Maurice Sendak
- In full:
- Maurice Bernard Sendak
- Died:
- May 8, 2012, Danbury, Connecticut (aged 83)
- Also Known As:
- Maurice Bernard Sendak
- Awards And Honors:
- National Medal of Arts (1996)
- Caldecott Medal (1964)
Maurice Sendak (born June 10, 1928, Brooklyn, New York, U.S.—died May 8, 2012, Danbury, Connecticut) was an American artist and writer best known for his illustrated children’s books.
Sendak was the son of Polish immigrants and received his formal art training at the Art Students League of New York. While a student there, he drew backgrounds for All-American Comics and did window displays for a toy store. The first children’s books he illustrated were Marcel Aymé’s The Wonderful Farm (1951) and Ruth Krauss’s A Hole Is to Dig (1952). Both were successful, and Sendak went on to illustrate more than 80 children’s books by a number of writers, including Meindert De Jong, Else Holmelund Minarik, and Randall Jarrell.
With Kenny’s Window (1956), he began writing some of the stories that he illustrated. These include the tiny four-volume Nutshell Library (1962) and his innovative trilogy composed of Where the Wild Things Are (1963; winner of the 1964 Caldecott Medal), In the Night Kitchen (1970), and Outside over There (1981); a film adaptation of Where the Wild Things Are, directed by Spike Jonze, was released in 2009. Among Sendak’s other works are Higglety Pigglety Pop!; or, There Must Be More to Life (1967), Seven Little Monsters (1977), and Bumble-Ardy (2011). He also illustrated the pop-up book Mommy? (2006). Sendak elegized his brother in the posthumously published narrative poem My Brother’s Book (2013).

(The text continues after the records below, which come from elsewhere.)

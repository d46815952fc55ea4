#![allow(dead_code)]

use std::sync::Arc;
use std::time::Duration;

use docqa_core::config::{ChunkingSettings, Settings};
use docqa_core::traits::{VectorEntry, VectorMatch, VectorStore};
use docqa_core::types::{ChunkId, SessionId};
use docqa_embed::HashedEmbedder;
use docqa_hybrid::HybridEngine;
use docqa_text::TantivyLexicalStore;
use docqa_vector::MemoryVectorStore;

pub const DIM: usize = 64;

pub fn settings() -> Settings {
    let mut settings = Settings::default();
    settings.embedding.dim = DIM;
    settings.embedding.cache_capacity = 0;
    settings.chunking = ChunkingSettings { target_size: 500, overlap: 100 };
    settings
}

pub fn engine_with(settings: Settings, vectors: Arc<dyn VectorStore>) -> HybridEngine {
    let embedder = Arc::new(HashedEmbedder::new(settings.embedding.dim, 256));
    HybridEngine::new(settings, embedder, vectors, Arc::new(TantivyLexicalStore::new())).expect("engine")
}

pub fn engine() -> HybridEngine {
    engine_with(settings(), Arc::new(MemoryVectorStore::new(DIM)))
}

/// `"Section {n}\n"` followed by filler, exactly `len` characters.
pub fn section(n: usize, len: usize) -> String {
    let mut text = format!("Section {n}\n");
    let filler = "lorem ipsum dolor sit amet consectetur adipiscing elit ";
    while text.len() < len {
        text.push_str(filler);
    }
    text.truncate(len);
    text
}

/// Three 350-character sections; with 500/100 chunking this yields exactly
/// three chunks, one per section heading.
pub fn three_sections() -> String {
    (1..=3).map(|n| section(n, 350)).collect::<Vec<_>>().join("\n\n")
}

/// Writes go to memory; every query fails.
pub struct FailingQueries(pub MemoryVectorStore);

#[async_trait::async_trait]
impl VectorStore for FailingQueries {
    fn dim(&self) -> usize { self.0.dim() }
    async fn upsert(&self, session_id: &SessionId, entries: &[VectorEntry]) -> anyhow::Result<()> { self.0.upsert(session_id, entries).await }
    async fn query(&self, _: &SessionId, _: &[f32], _: usize) -> anyhow::Result<Vec<VectorMatch>> { anyhow::bail!("vector store unreachable") }
    async fn delete(&self, session_id: &SessionId, ids: &[ChunkId]) -> anyhow::Result<()> { self.0.delete(session_id, ids).await }
    async fn delete_session(&self, session_id: &SessionId) -> anyhow::Result<()> { self.0.delete_session(session_id).await }
    async fn count(&self, session_id: &SessionId) -> anyhow::Result<usize> { self.0.count(session_id).await }
}

/// Writes go to memory; queries stall for `.1`.
pub struct SlowQueries(pub MemoryVectorStore, pub Duration);

#[async_trait::async_trait]
impl VectorStore for SlowQueries {
    fn dim(&self) -> usize { self.0.dim() }
    async fn upsert(&self, session_id: &SessionId, entries: &[VectorEntry]) -> anyhow::Result<()> { self.0.upsert(session_id, entries).await }
    async fn query(&self, session_id: &SessionId, vector: &[f32], k: usize) -> anyhow::Result<Vec<VectorMatch>> {
        tokio::time::sleep(self.1).await;
        self.0.query(session_id, vector, k).await
    }
    async fn delete(&self, session_id: &SessionId, ids: &[ChunkId]) -> anyhow::Result<()> { self.0.delete(session_id, ids).await }
    async fn delete_session(&self, session_id: &SessionId) -> anyhow::Result<()> { self.0.delete_session(session_id).await }
    async fn count(&self, session_id: &SessionId) -> anyhow::Result<usize> { self.0.count(session_id).await }
}
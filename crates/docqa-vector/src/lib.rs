//! Vector stores: an in-memory brute-force store and a LanceDB-backed one.

use std::sync::Arc;

use docqa_core::config::{VectorBackend, VectorStoreSettings};
use docqa_core::traits::VectorStore;

pub mod lance;
pub mod memory;
pub mod schema;
pub mod table;

pub use lance::LanceVectorStore;
pub use memory::MemoryVectorStore;

/// Open the configured backend for vectors of width `dim`.
pub async fn vector_store_from_settings(settings: &VectorStoreSettings, dim: usize) -> docqa_core::Result<Arc<dyn VectorStore>> {
    Ok(match settings.backend {
        VectorBackend::Memory => Arc::new(MemoryVectorStore::new(dim)),
        VectorBackend::Lancedb => Arc::new(LanceVectorStore::open(&settings.uri_path(), &settings.table, dim).await?),
    })
}
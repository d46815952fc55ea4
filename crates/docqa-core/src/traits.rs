//! Seams to the external collaborators: the embedding model, the vector
//! database and the lexical index. Implementations live in `docqa-embed`,
//! `docqa-vector` and `docqa-text`.

use crate::types::{ChunkId, SessionId};

/// Black-box text → vector function with a fixed dimension.
pub trait Embedder: Send + Sync {
    /// Stable identifier for the model, e.g. `hashed:d1024`. Cache keys use it.
    fn id(&self) -> &str;
    fn dim(&self) -> usize;
    fn max_len(&self) -> usize;
    fn embed_batch(&self, texts: &[String]) -> anyhow::Result<Vec<Vec<f32>>>;

    fn embed(&self, text: &str) -> anyhow::Result<Vec<f32>> {
        self.embed_batch(&[text.to_string()])?
            .pop()
            .ok_or_else(|| anyhow::anyhow!("embedder returned no vector"))
    }
}

/// One row written to the vector store.
#[derive(Debug, Clone)]
pub struct VectorEntry {
    pub chunk_id: ChunkId,
    pub document_id: String,
    pub sequence_index: usize,
    pub vector: Vec<f32>,
}

/// Nearest-neighbour hit. `distance` is cosine distance (`1 - cos`), lower is closer.
#[derive(Debug, Clone, PartialEq)]
pub struct VectorMatch {
    pub chunk_id: ChunkId,
    pub distance: f32,
}

impl VectorMatch {
    pub fn similarity(&self) -> f32 {
        1.0 - self.distance
    }
}

/// Nearest-neighbour store keyed by session. Every call is scoped to one
/// session; a query never sees rows written under another session id.
#[async_trait::async_trait]
pub trait VectorStore: Send + Sync {
    fn dim(&self) -> usize;
    /// Insert or replace rows by `chunk_id`.
    async fn upsert(&self, session_id: &SessionId, entries: &[VectorEntry]) -> anyhow::Result<()>;
    async fn query(&self, session_id: &SessionId, vector: &[f32], k: usize) -> anyhow::Result<Vec<VectorMatch>>;
    async fn delete(&self, session_id: &SessionId, chunk_ids: &[ChunkId]) -> anyhow::Result<()>;
    async fn delete_session(&self, session_id: &SessionId) -> anyhow::Result<()>;
    async fn count(&self, session_id: &SessionId) -> anyhow::Result<usize>;
}

#[derive(Debug, Clone)]
pub struct LexicalEntry {
    pub chunk_id: ChunkId,
    pub text: String,
}

#[derive(Debug, Clone, PartialEq)]
pub struct LexicalMatch {
    pub chunk_id: ChunkId,
    pub score: f32,
}

/// Inverted index keyed by session. Scores are term-frequency weighted by
/// inverse document frequency within that session's corpus.
pub trait LexicalStore: Send + Sync {
    /// Lowercased, stop-word filtered tokens, exactly as the index sees them.
    fn tokenize(&self, text: &str) -> Vec<String>;
    fn upsert(&self, session_id: &SessionId, entries: &[LexicalEntry]) -> anyhow::Result<()>;
    fn search(&self, session_id: &SessionId, tokens: &[String], k: usize) -> anyhow::Result<Vec<LexicalMatch>>;
    fn delete(&self, session_id: &SessionId, chunk_ids: &[ChunkId]) -> anyhow::Result<()>;
    fn delete_session(&self, session_id: &SessionId) -> anyhow::Result<()>;
}
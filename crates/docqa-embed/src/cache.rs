use anyhow::Result;
use lru::LruCache;
use std::num::NonZeroUsize;
use std::sync::atomic::{AtomicU64, Ordering};
use std::sync::{Arc, Mutex};

use docqa_core::traits::Embedder;

type Key = [u8; 32];

/// LRU cache in front of another embedder. Keys are the blake3 hash of the
/// model id and the text, so two models never share entries.
pub struct CachedEmbedder {
    inner: Arc<dyn Embedder>,
    cache: Mutex<LruCache<Key, Vec<f32>>>,
    hits: AtomicU64,
    misses: AtomicU64,
}

impl CachedEmbedder {
    pub fn new(inner: Arc<dyn Embedder>, capacity: NonZeroUsize) -> Self {
        Self { inner, cache: Mutex::new(LruCache::new(capacity)), hits: AtomicU64::new(0), misses: AtomicU64::new(0) }
    }

    pub fn hits(&self) -> u64 { self.hits.load(Ordering::Relaxed) }
    pub fn misses(&self) -> u64 { self.misses.load(Ordering::Relaxed) }

    fn key(&self, text: &str) -> Key {
        let mut hasher = blake3::Hasher::new();
        hasher.update(self.inner.id().as_bytes());
        hasher.update(b"\0");
        hasher.update(text.as_bytes());
        *hasher.finalize().as_bytes()
    }

    fn lock(&self) -> std::sync::MutexGuard<'_, LruCache<Key, Vec<f32>>> {
        self.cache.lock().unwrap_or_else(std::sync::PoisonError::into_inner)
    }
}

impl Embedder for CachedEmbedder {
    fn id(&self) -> &str { self.inner.id() }
    fn dim(&self) -> usize { self.inner.dim() }
    fn max_len(&self) -> usize { self.inner.max_len() }

    fn embed_batch(&self, texts: &[String]) -> Result<Vec<Vec<f32>>> {
        let keys: Vec<Key> = texts.iter().map(|t| self.key(t)).collect();
        let mut out: Vec<Option<Vec<f32>>> = {
            let mut cache = self.lock();
            keys.iter().map(|k| cache.get(k).cloned()).collect()
        };

        let missing: Vec<usize> = out.iter().enumerate().filter(|(_, v)| v.is_none()).map(|(i, _)| i).collect();
        self.hits.fetch_add((texts.len() - missing.len()) as u64, Ordering::Relaxed);
        self.misses.fetch_add(missing.len() as u64, Ordering::Relaxed);

        if !missing.is_empty() {
            let batch: Vec<String> = missing.iter().map(|&i| texts[i].clone()).collect();
            let fresh = self.inner.embed_batch(&batch)?;
            anyhow::ensure!(fresh.len() == batch.len(), "embedder returned {} vectors for {} texts", fresh.len(), batch.len());
            let mut cache = self.lock();
            for (&i, v) in missing.iter().zip(fresh) {
                cache.put(keys[i], v.clone());
                out[i] = Some(v);
            }
        }
        Ok(out.into_iter().flatten().collect())
    }
}
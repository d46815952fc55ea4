use docqa_core::traits::{VectorEntry, VectorStore};
use docqa_vector::LanceVectorStore;
use tempfile::TempDir;

fn entry(id: &str, seq: usize, vector: Vec<f32>) -> VectorEntry {
    VectorEntry { chunk_id: id.to_string(), document_id: "doc".to_string(), sequence_index: seq, vector }
}

#[tokio::test]
async fn lancedb_full_flow() {
    let tmp = TempDir::new().expect("tmp");
    let store = LanceVectorStore::open(tmp.path(), "chunks_test", 3).await.expect("open");
    let s1 = "session_one".to_string();
    let s2 = "session_two".to_string();

    store
        .upsert(&s1, &[entry("doc:0", 0, vec![1.0, 0.0, 0.0]), entry("doc:1", 1, vec![0.0, 1.0, 0.0]), entry("doc:2", 2, vec![0.7, 0.7, 0.0])])
        .await
        .expect("upsert s1");
    store.upsert(&s2, &[entry("doc:0", 0, vec![1.0, 0.0, 0.0])]).await.expect("upsert s2");
    assert_eq!(store.count(&s1).await.expect("count"), 3);
    assert_eq!(store.count(&s2).await.expect("count"), 1);

    let hits = store.query(&s1, &[1.0, 0.0, 0.0], 2).await.expect("query");
    assert_eq!(hits.len(), 2);
    assert_eq!(hits[0].chunk_id, "doc:0");
    assert!(hits[0].similarity() > 0.99);
    assert_eq!(hits[1].chunk_id, "doc:2");

    // same chunk id replaces, never duplicates
    store.upsert(&s1, &[entry("doc:0", 0, vec![0.0, 0.0, 1.0])]).await.expect("re-upsert");
    assert_eq!(store.count(&s1).await.expect("count"), 3);

    store.delete(&s1, &["doc:1".to_string()]).await.expect("delete");
    assert_eq!(store.count(&s1).await.expect("count"), 2);

    store.delete_session(&s1).await.expect("delete session");
    assert_eq!(store.count(&s1).await.expect("count"), 0);
    assert_eq!(store.count(&s2).await.expect("count"), 1, "other sessions untouched");
}

#[tokio::test]
async fn reopening_with_other_dimension_fails() {
    let tmp = TempDir::new().expect("tmp");
    drop(LanceVectorStore::open(tmp.path(), "chunks", 4).await.expect("open"));
    let err = LanceVectorStore::open(tmp.path(), "chunks", 8).await.err().expect("dimension mismatch");
    assert!(err.is_configuration());
}
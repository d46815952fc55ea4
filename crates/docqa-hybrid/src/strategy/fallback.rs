use std::sync::Arc;
use std::time::Duration;

use docqa_core::traits::VectorStore;
use docqa_core::types::{SearchCandidate, StrategyKind};
use docqa_core::Result;

use super::{QueryContext, RetrievalStrategy};
use crate::backend;

/// Broad, unthresholded semantic lookup. When the vector path fails, comes
/// back empty or runs out of time it scans the session catalog instead, so a
/// session with any indexed chunk always yields candidates.
pub struct FallbackStrategy {
    vectors: Arc<dyn VectorStore>,
    multiplier: usize,
    store_timeout: Duration,
}

impl FallbackStrategy {
    pub fn new(vectors: Arc<dyn VectorStore>, multiplier: usize, store_timeout: Duration) -> Self {
        Self { vectors, multiplier: multiplier.max(1), store_timeout }
    }

    async fn broad_lookup(&self, ctx: &QueryContext<'_>, k: usize) -> Result<Vec<SearchCandidate>> {
        let query = ctx.question_embedding().await?;
        let hits = backend::store_call(self.store_timeout, self.vectors.query(ctx.session.id(), query, k)).await?;
        Ok(hits
            .iter()
            .filter_map(|h| ctx.session.candidate(&h.chunk_id, h.similarity(), StrategyKind::Fallback))
            .collect())
    }

    /// First chunks in document order; equal scores so fusion orders them by position.
    fn catalog_scan(ctx: &QueryContext<'_>, limit: usize) -> Vec<SearchCandidate> {
        ctx.session
            .scan(limit, |_| true)
            .iter()
            .filter_map(|c| ctx.session.candidate(&c.chunk_id, 0.0, StrategyKind::Fallback))
            .collect()
    }
}

#[async_trait::async_trait]
impl RetrievalStrategy for FallbackStrategy {
    fn kind(&self) -> StrategyKind {
        StrategyKind::Fallback
    }

    async fn search(&self, ctx: &QueryContext<'_>, k: usize) -> Result<Vec<SearchCandidate>> {
        let broad_k = k.saturating_mul(self.multiplier);
        match self.broad_lookup(ctx, broad_k).await {
            Ok(found) if !found.is_empty() => return Ok(found),
            Ok(_) => tracing::debug!(session = %ctx.session.id(), "broad lookup empty; scanning catalog"),
            Err(e) => tracing::warn!(session = %ctx.session.id(), error = %e, "broad lookup failed; scanning catalog"),
        }
        Ok(Self::catalog_scan(ctx, broad_k))
    }

    fn recover(&self, ctx: &QueryContext<'_>, k: usize) -> Vec<SearchCandidate> {
        tracing::warn!(session = %ctx.session.id(), "broad lookup did not finish; scanning catalog");
        Self::catalog_scan(ctx, k.saturating_mul(self.multiplier))
    }
}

In addition to his children’s books, Sendak was involved in numerous other projects. In 1975 he wrote and directed Really Rosie, an animated television special based on some of the children in his stories. It was expanded into a musical play in 1978. In addition to creating opera versions of some of his own stories—including Where the Wild Things Are—Sendak designed a number of other works for the stage, notably the city of Houston’s production of Mozart’s The Magic Flute in 1980. In 1983 he designed a production of Tchaikovsky’s ballet The Nutcracker for Pacific Northwest Ballet in Seattle.
Sendak published Caldecott & Co.: Notes on Books and Pictures, a collection of essays and reviews on writers and illustrators, in 1988. He was awarded the National Medal of Arts in 1996. The Art of Maurice Sendak by Selma G. Lanes was published in 1980.